EMPLOYER REFUSAL TO BARGAIN IN GOOD FAITH; UNILATERAL CHANGE (FOR NEGOT OF SPECIFIC SUBJECTS, SEE SEC 1000, SCOPE OF REPRESENTATION) – Change In Policy
Single Topic for Decision 2414M
Full Decision Text (click on the link to view): Full Text
602.03000 – Change In Policy
Where there is no ambiguity in the operative language of an agreement, as understood in its ordinary and plain sense, there is no basis for resorting to extrinsic evidence of the parties’ bargaining history to determine their intent. The ALJ erred by relying on evidence of the parties’ subsequent bargaining history rather than clear and unambiguous language indicating what the parties had intended when they had entered into the agreement two years earlier. In every contract dispute, the analysis must begin with the parties’ intent, as demonstrated by the ordinary and plain meaning of the language of their agreement. Every term should be given effect and, wherever possible, PERB should avoid an interpretation that disregards a contractual provision as surplus language.
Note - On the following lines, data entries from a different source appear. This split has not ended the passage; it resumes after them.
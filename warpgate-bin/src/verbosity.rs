//! `-v` / `-q` count flags controlling how much warpgate logs.
//!
//! The default level is `info`:
//! - `-q` only shows warnings, `-qq` only errors
//! - `-v` adds debug output (queue positions, endpoint choices)
//! - `-vv` adds trace output
//!
//! In `warpgate.toml` the level is given by name, e.g. `verbose = "debug"`.

use log::Level;
use log::LevelFilter;
use serde::Deserialize;
use std::fmt;

#[derive(clap::Args, Debug, Clone, Default, PartialEq, Eq)]
pub(crate) struct Verbosity {
    /// Pass many times for more log output
    ///
    /// By default, warpgate reports admissions and endpoint health at info
    /// level. `-v` adds debug output and `-vv` trace output.
    #[arg(
        long,
        short = 'v',
        action = clap::ArgAction::Count,
        global = true,
        help = "More output per occurrence",
        conflicts_with = "quiet",
    )]
    verbose: u8,

    #[arg(
        long,
        short = 'q',
        action = clap::ArgAction::Count,
        global = true,
        help = "Less output per occurrence",
        conflicts_with = "verbose",
    )]
    quiet: u8,
}

impl Verbosity {
    /// Get the log level.
    pub(crate) const fn log_level(&self) -> Level {
        level_enum(self.verbosity())
    }

    /// Get the log level filter.
    pub(crate) fn log_level_filter(&self) -> LevelFilter {
        self.log_level().to_level_filter()
    }

    #[allow(clippy::cast_possible_wrap)]
    const fn verbosity(&self) -> i8 {
        level_value(Level::Info) - (self.quiet as i8) + (self.verbose as i8)
    }
}

// Deserialized from a level name like "warn", "warning" or "Warning",
// relative to the default level
impl<'de> Deserialize<'de> for Verbosity {
    #[allow(clippy::cast_sign_loss)]
    fn deserialize<D>(deserializer: D) -> Result<Self, D::Error>
    where
        D: serde::Deserializer<'de>,
    {
        let s = String::deserialize(deserializer)?;
        let level = match s.to_lowercase().as_str() {
            "error" => Level::Error,
            "warn" | "warning" => Level::Warn,
            "info" => Level::Info,
            "debug" => Level::Debug,
            "trace" => Level::Trace,
            level => {
                return Err(serde::de::Error::custom(format!(
                    "invalid log level `{level}`"
                )));
            }
        };
        let offset = level_value(level) - level_value(Level::Info);
        Ok(Verbosity {
            verbose: offset.max(0) as u8,
            quiet: (-offset).max(0) as u8,
        })
    }
}

const fn level_value(level: Level) -> i8 {
    match level {
        Level::Error => 0,
        Level::Warn => 1,
        Level::Info => 2,
        Level::Debug => 3,
        Level::Trace => 4,
    }
}

const fn level_enum(verbosity: i8) -> Level {
    match verbosity {
        i8::MIN..=0 => Level::Error,
        1 => Level::Warn,
        2 => Level::Info,
        3 => Level::Debug,
        _ => Level::Trace,
    }
}

impl fmt::Display for Verbosity {
    fn fmt(&self, f: &mut fmt::Formatter<'_>) -> fmt::Result {
        write!(f, "{}", self.log_level())
    }
}

#[cfg(test)]
mod test {
    use super::*;

    #[derive(Debug, clap::Parser)]
    struct Cli {
        #[clap(flatten)]
        verbose: Verbosity,
    }

    #[derive(Debug, Deserialize)]
    struct File {
        verbose: Verbosity,
    }

    #[test]
    fn verify_app() {
        use clap::CommandFactory;
        Cli::command().debug_assert();
    }

    #[test]
    fn test_default_log_level() {
        assert_eq!(Verbosity::default().log_level(), Level::Info);
    }

    #[test]
    fn test_count_flags() {
        use clap::Parser;
        let level = |args: &[&str]| {
            Cli::parse_from(std::iter::once("warpgate").chain(args.iter().copied()))
                .verbose
                .log_level()
        };
        assert_eq!(level(&["-v"]), Level::Debug);
        assert_eq!(level(&["-vvvv"]), Level::Trace);
        assert_eq!(level(&["-q"]), Level::Warn);
        assert_eq!(level(&["-qqqq"]), Level::Error);
    }

    #[test]
    fn test_level_names_from_file() {
        let level = |name: &str| {
            toml::from_str::<File>(&format!("verbose = \"{name}\""))
                .unwrap()
                .verbose
                .log_level()
        };
        assert_eq!(level("Warning"), Level::Warn);
        assert_eq!(level("debug"), Level::Debug);
        assert_eq!(level("error"), Level::Error);
        assert!(toml::from_str::<File>("verbose = \"loud\"").is_err());
    }
}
The Board reversed the proposed decision where the ALJ ignored contract language indicating that employees “will be placed” in certain pre-determined pay ranges and job titles as an unambiguous expression of the parties’ intent when they entered into their agreement. When referring to future events, the ordinary and plain meaning of the verb “will” is the same as “shall,” which is to impose a duty or requirement. This usage is the mandatory sense that drafters typically intend and that courts typically uphold as an enforceable obligation. Where the parties agreed that employees “will be placed” in certain pay ranges and job titles upon expiration of their agreement, it was unnecessary to consider their conduct in successor negotiations to determine their intent. Once negotiated, parties should have a reasonable expectation that their collective agreements will be enforced. Contractual rights may survive the agreement that gave rise to them, if the parties so intended. Because the duty to bargain applies to current and future wages, hours and working conditions, an employer may not unilaterally impose reductions in employee wages or benefits for services already performed, even after bargaining in good faith to impasse.